Uma experiência de educação inclusiva para surdos na universidade brasileira

Marcio VIEIRA DE SOUZA, Solange Cristina da Silva, Rose Clér Estivalete BECHE

04 / 2009

A comunidade de surdos há muito tempo vem discutindo e lutando por sua participação efetiva na educação. Nessa luta, no Brasil, os surdos puderam contar com Universidade do Estado de Santa Catarina, UDESC, por intermédio do Centro de Educação à Distância – CEAD, que sensível à sua mobilização em favor da luta pelo direito à educação, abriu em 2002, vaga para esse grupo no Curso de Pedagogia à Distância com Habilitação em Séries Iniciais e Educação Infantil. Esta experiência, retratada pelo olhar de professores da Educação a Distância, traz uma ação de democratização do ensino e respeito às diferenças.

A educação à distância é um processo de ensino-aprendizagem que cada vez mais vem ganhando espaço nas universidades e nas diversas instituições públicas e privadas, possibilitando, assim, a democratização do ensino. Essa proposta de educação surgiu para contemplar uma demanda de pessoas que, por vários motivos, tais como moradia em municípios isolados dos centros educacionais, dificuldade de locomoção, necessidades educativas diferenciadas, não conseguiam freqüentar o ensino presencial.

O Curso de Pedagogia a Distância da UDESC, objetivando democratizar o ensino em Santa Catarina, constitui um Curso com duração de quatro anos na modalidade semi-presencial, a qual contém momentos presenciais do professor de cada disciplina com o tutor, que faz a mediação entre o aluno e o conhecimento, bem como com os alunos; e momentos a distância, os quais utilizam da tecnologia de comunicação e informação como computador, materiais impressos, vídeos e a ambiente virtual de aprendizagem.

Em 2002, compartilhando da luta da comunidade surda pelo cumprimento de seu direito à educação, estendeu este Curso de Pedagogia a uma turma de alunos composta por trinta e oito alunos, sendo trinta e um surdos e sete ouvintes que desenvolvem trabalhos com surdos. O desafio de oferecer a esse grupo uma educação de qualidade estava no que se refere a metodologia, no como fazer para oportunizar uma aprendizagem significativa à esse grupo. Ao longo do Curso podemos contar com a parceria de instituições e dos próprios alunos para vencer esse desafio.
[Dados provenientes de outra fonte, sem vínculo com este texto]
//! Story persistence and selection for Dreadcast.
//!
//! This crate provides the [`StoryStore`] backends and the selector that
//! decides which story gets narrated next.
//!
//! # Features
//!
//! - **One file per story**: `{stories_dir}/{id}.json`, pretty-printed
//! - **Atomic writes**: temp file + rename, so a record is either fully
//!   updated or the prior version remains
//! - **Fail-fast loading**: any malformed record aborts `load_all`
//! - **Validated saves**: a record that would not load back is refused
//! - **In-memory backend**: same contract, for tests
//!
//! # Example
//!
//! ```rust,no_run
//! use dreadcast_storage::{FileSystemStoryStore, StoryStore, next_unprocessed};
//!
//! # async fn example() -> Result<(), Box<dyn std::error::Error>> {
//! let store = FileSystemStoryStore::new("reddit_stories")?;
//!
//! if let Some(story) = next_unprocessed(&store).await? {
//!     println!("next up: {}", story.title());
//!     store.mark_processed(story.id()).await?;
//! }
//! # Ok(())
//! # }
//! ```

#![forbid(unsafe_code)]
#![warn(missing_docs)]

mod filesystem;
mod memory;
mod selector;
mod validation;

pub use dreadcast_error::{StorageError, StorageErrorKind};
pub use dreadcast_interface::StoryStore;
pub use filesystem::FileSystemStoryStore;
pub use memory::InMemoryStoryStore;
pub use selector::{
    ProcessingStatus, StatusSummary, next_unprocessed, processing_status, select_next,
};
pub use validation::validate_story;
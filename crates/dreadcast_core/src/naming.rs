//! Filename helpers for narration artifacts.

use crate::StoryId;

const MAX_TITLE_CHARS: usize = 50;

/// Reduce a story title to something safe to embed in a filename.
///
/// Keeps alphanumerics, `_`, `-` and spaces, truncates to 50 characters,
/// trims, then turns spaces into underscores. Falls back to `untitled`.
///
/// # Examples
///
/// ```
/// use dreadcast_core::sanitize_title;
///
/// assert_eq!(sanitize_title("The Thing in the Attic!"), "The_Thing_in_the_Attic");
/// assert_eq!(sanitize_title("???"), "untitled");
/// ```
pub fn sanitize_title(title: &str) -> String {
    let kept: String = title
        .chars()
        .filter(|c| c.is_alphanumeric() || matches!(c, '_' | '-' | ' '))
        .take(MAX_TITLE_CHARS)
        .collect();

    let cleaned = kept.trim().replace(' ', "_");
    if cleaned.is_empty() {
        "untitled".to_string()
    } else {
        cleaned
    }
}

/// Base filename (no extension) shared by a story's audio and video artifacts.
///
/// # Examples
///
/// ```
/// use dreadcast_core::{artifact_stem, StoryId};
///
/// let id = StoryId::new("1abc23");
/// assert_eq!(artifact_stem("Don't look", &id), "Dont_look_1abc23");
/// ```
pub fn artifact_stem(title: &str, id: &StoryId) -> String {
    format!("{}_{}", sanitize_title(title), id)
}
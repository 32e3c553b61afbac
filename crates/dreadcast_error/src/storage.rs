//! Storage error types.

/// Kinds of storage errors.
#[derive(Debug, Clone, PartialEq, Eq, Hash, PartialOrd, Ord, derive_more::Display)]
pub enum StorageErrorKind {
    /// Failed to create storage directory
    #[display("Failed to create storage directory: {}", _0)]
    DirectoryCreation(String),
    /// Failed to read a file or list the store directory
    #[display("Failed to read: {}", _0)]
    FileRead(String),
    /// Failed to write file
    #[display("Failed to write file: {}", _0)]
    FileWrite(String),
    /// A persisted record could not be decoded or failed validation
    #[display("Malformed story record: {}", _0)]
    Malformed(String),
    /// Identifier cannot be used as a storage key
    #[display("Invalid story identifier: {:?}", _0)]
    InvalidId(String),
    /// Failed to serialize a record before writing
    #[display("Failed to serialize record: {}", _0)]
    Serialization(String),
}

/// Storage error with location tracking.
///
/// # Examples
///
/// ```
/// use dreadcast_error::{StorageError, StorageErrorKind};
///
/// let err = StorageError::new(StorageErrorKind::Malformed("abc.json".to_string()));
/// assert!(format!("{}", err).contains("Malformed"));
/// ```
#[derive(Debug, Clone, derive_more::Display, derive_more::Error)]
#[display("Storage Error: {} at line {} in {}", kind, line, file)]
pub struct StorageError {
    /// The kind of error that occurred
    pub kind: StorageErrorKind,
    /// Line number where error was created
    pub line: u32,
    /// File where error was created
    pub file: &'static str,
}

impl StorageError {
    /// Create a new storage error with automatic location tracking.
    #[track_caller]
    pub fn new(kind: StorageErrorKind) -> Self {
        let location = std::panic::Location::caller();
        Self {
            kind,
            line: location.line(),
            file: location.file(),
        }
    }
}
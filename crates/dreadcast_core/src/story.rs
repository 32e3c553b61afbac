//! The story record and its identifier.

use chrono::{DateTime, Utc};
use derive_getters::Getters;
use serde::{Deserialize, Serialize};

/// Identifier of a story, taken from the source post id.
///
/// # Examples
///
/// ```
/// use dreadcast_core::StoryId;
///
/// let id = StoryId::new("1abc23");
/// assert_eq!(id.as_str(), "1abc23");
/// assert!(id.is_storage_safe());
/// assert!(!StoryId::new("../etc").is_storage_safe());
/// ```
#[derive(
    Debug,
    Clone,
    PartialEq,
    Eq,
    Hash,
    PartialOrd,
    Ord,
    Serialize,
    Deserialize,
    derive_more::Display,
    derive_more::From,
)]
#[serde(transparent)]
#[display("{}", _0)]
pub struct StoryId(String);

impl StoryId {
    /// Wrap a raw identifier.
    pub fn new(id: impl Into<String>) -> Self {
        Self(id.into())
    }

    /// Borrow the raw identifier.
    pub fn as_str(&self) -> &str {
        &self.0
    }

    /// Whether the id can be used directly as a filename stem.
    ///
    /// Only ASCII alphanumerics, `_` and `-` are allowed, and the id must not be empty.
    pub fn is_storage_safe(&self) -> bool {
        !self.0.is_empty()
            && self
                .0
                .chars()
                .all(|c| c.is_ascii_alphanumeric() || c == '_' || c == '-')
    }
}

impl From<&str> for StoryId {
    fn from(id: &str) -> Self {
        Self(id.to_string())
    }
}

impl AsRef<str> for StoryId {
    fn as_ref(&self) -> &str {
        &self.0
    }
}

/// Why a story cannot be stored or narrated.
#[derive(Debug, Clone, Copy, PartialEq, Eq, derive_more::Display)]
pub enum StoryDefect {
    /// The identifier is not usable as a filename
    #[display("unusable identifier")]
    UnsafeId,
    /// Nothing to narrate
    #[display("empty body text")]
    EmptyBody,
}

/// A persisted unit of scraped content plus its narration status.
///
/// The `processed` flag only ever moves from `false` to `true`; use
/// [`Story::mark_processed`] rather than rebuilding the record.
///
/// # Examples
///
/// ```
/// use chrono::Utc;
/// use dreadcast_core::StoryBuilder;
///
/// let story = StoryBuilder::default()
///     .id("1abc23")
///     .title("The Thing in the Attic")
///     .body("It started with scratching.")
///     .score(412)
///     .created_at(Utc::now())
///     .build()
///     .unwrap();
///
/// assert!(!story.processed());
/// assert_eq!(story.id().as_str(), "1abc23");
/// ```
#[derive(Debug, Clone, PartialEq, Getters, Serialize, Deserialize, derive_builder::Builder)]
#[builder(setter(into))]
pub struct Story {
    /// Source post id.
    id: StoryId,

    /// Post title.
    title: String,

    /// Post body text (Reddit selftext).
    body: String,

    /// Post score, used as rank.
    score: i64,

    /// Whether narration has completed.
    #[builder(default)]
    #[serde(default)]
    #[getter(skip)]
    processed: bool,

    /// When the record was created by the scraper.
    created_at: DateTime<Utc>,

    /// Post author.
    #[builder(default)]
    #[serde(default, skip_serializing_if = "Option::is_none")]
    author: Option<String>,

    /// Link to the post.
    #[builder(default)]
    #[serde(default, skip_serializing_if = "Option::is_none")]
    permalink: Option<String>,

    /// Comment count at fetch time.
    #[builder(default)]
    #[serde(default, skip_serializing_if = "Option::is_none")]
    num_comments: Option<u64>,

    /// Upvote ratio at fetch time.
    #[builder(default)]
    #[serde(default, skip_serializing_if = "Option::is_none")]
    upvote_ratio: Option<f64>,

    /// When the post was published on the source.
    #[builder(default)]
    #[serde(default, skip_serializing_if = "Option::is_none")]
    posted_at: Option<DateTime<Utc>>,

    /// When narration completed.
    #[builder(default)]
    #[serde(default, skip_serializing_if = "Option::is_none")]
    processed_at: Option<DateTime<Utc>>,
}

impl Story {
    /// Whether narration has completed for this story.
    pub fn processed(&self) -> bool {
        self.processed
    }

    /// Transition to processed. Calling this on a processed story keeps the
    /// first `processed_at`.
    pub fn mark_processed(&mut self, at: DateTime<Utc>) {
        if !self.processed {
            self.processed = true;
            self.processed_at = Some(at);
        }
    }

    /// Carry the processed state of a previously stored copy forward, so an
    /// overwrite can never revert the flag.
    pub fn inherit_processed(&mut self, previous: &Story) {
        if previous.processed {
            self.processed = true;
            self.processed_at = previous.processed_at.or(self.processed_at);
        }
    }

    /// First invariant this record violates, if any.
    ///
    /// Every stored record must have a storage-safe id and a body that is
    /// not blank.
    pub fn defect(&self) -> Option<StoryDefect> {
        if !self.id.is_storage_safe() {
            Some(StoryDefect::UnsafeId)
        } else if self.body.trim().is_empty() {
            Some(StoryDefect::EmptyBody)
        } else {
            None
        }
    }

    /// Base filename for this story's narration artifacts.
    pub fn artifact_stem(&self) -> String {
        crate::artifact_stem(&self.title, &self.id)
    }
}
//! Missing-record error type.

/// An operation referenced a story identifier that is not in the store.
///
/// # Examples
///
/// ```
/// use dreadcast_error::NotFoundError;
///
/// let err = NotFoundError::new("1abc23");
/// assert_eq!(err.id, "1abc23");
/// assert!(format!("{}", err).contains("1abc23"));
/// ```
#[derive(Debug, Clone, derive_more::Display, derive_more::Error)]
#[display("Story not found: {} at line {} in {}", id, line, file)]
pub struct NotFoundError {
    /// The identifier that was looked up
    pub id: String,
    /// Line number where the error occurred
    pub line: u32,
    /// File where the error occurred
    pub file: &'static str,
}

impl NotFoundError {
    /// Create a new NotFoundError for the given identifier at the current location.
    #[track_caller]
    pub fn new(id: impl Into<String>) -> Self {
        let location = std::panic::Location::caller();
        Self {
            id: id.into(),
            line: location.line(),
            file: location.file(),
        }
    }
}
Nesse sentido foram feitas adaptações no Curso oferecido para os ouvintes, objetivando respeitar a forma de aprender do aluno surdo.

Considerando a experiência visual dos alunos surdos, o curso foi realizado em Língua Brasileira de Sinais – LIBRAS. Para desenvolver este trabalho havia dois tutores bilíngües e um tutor que atuava juntamente com o intérprete de língua de sinais para os encontros presenciais. Cabiam às tutoras bilíngües a mediação entre o professor da disciplina e o aluno, bem como a responsabilidade pela concretização da comunicação bidirecional e discussão do conteúdo das disciplinas. Semanalmente eles tinham dois encontros com esses profissionais para acrescentar discussões ao processo ensino-aprendizagem e o acompanhamento direto desse processo, bem como contribuíam na construção de caminhos facilitadores visando a aprendizagem e buscando a autonomia dos alunos.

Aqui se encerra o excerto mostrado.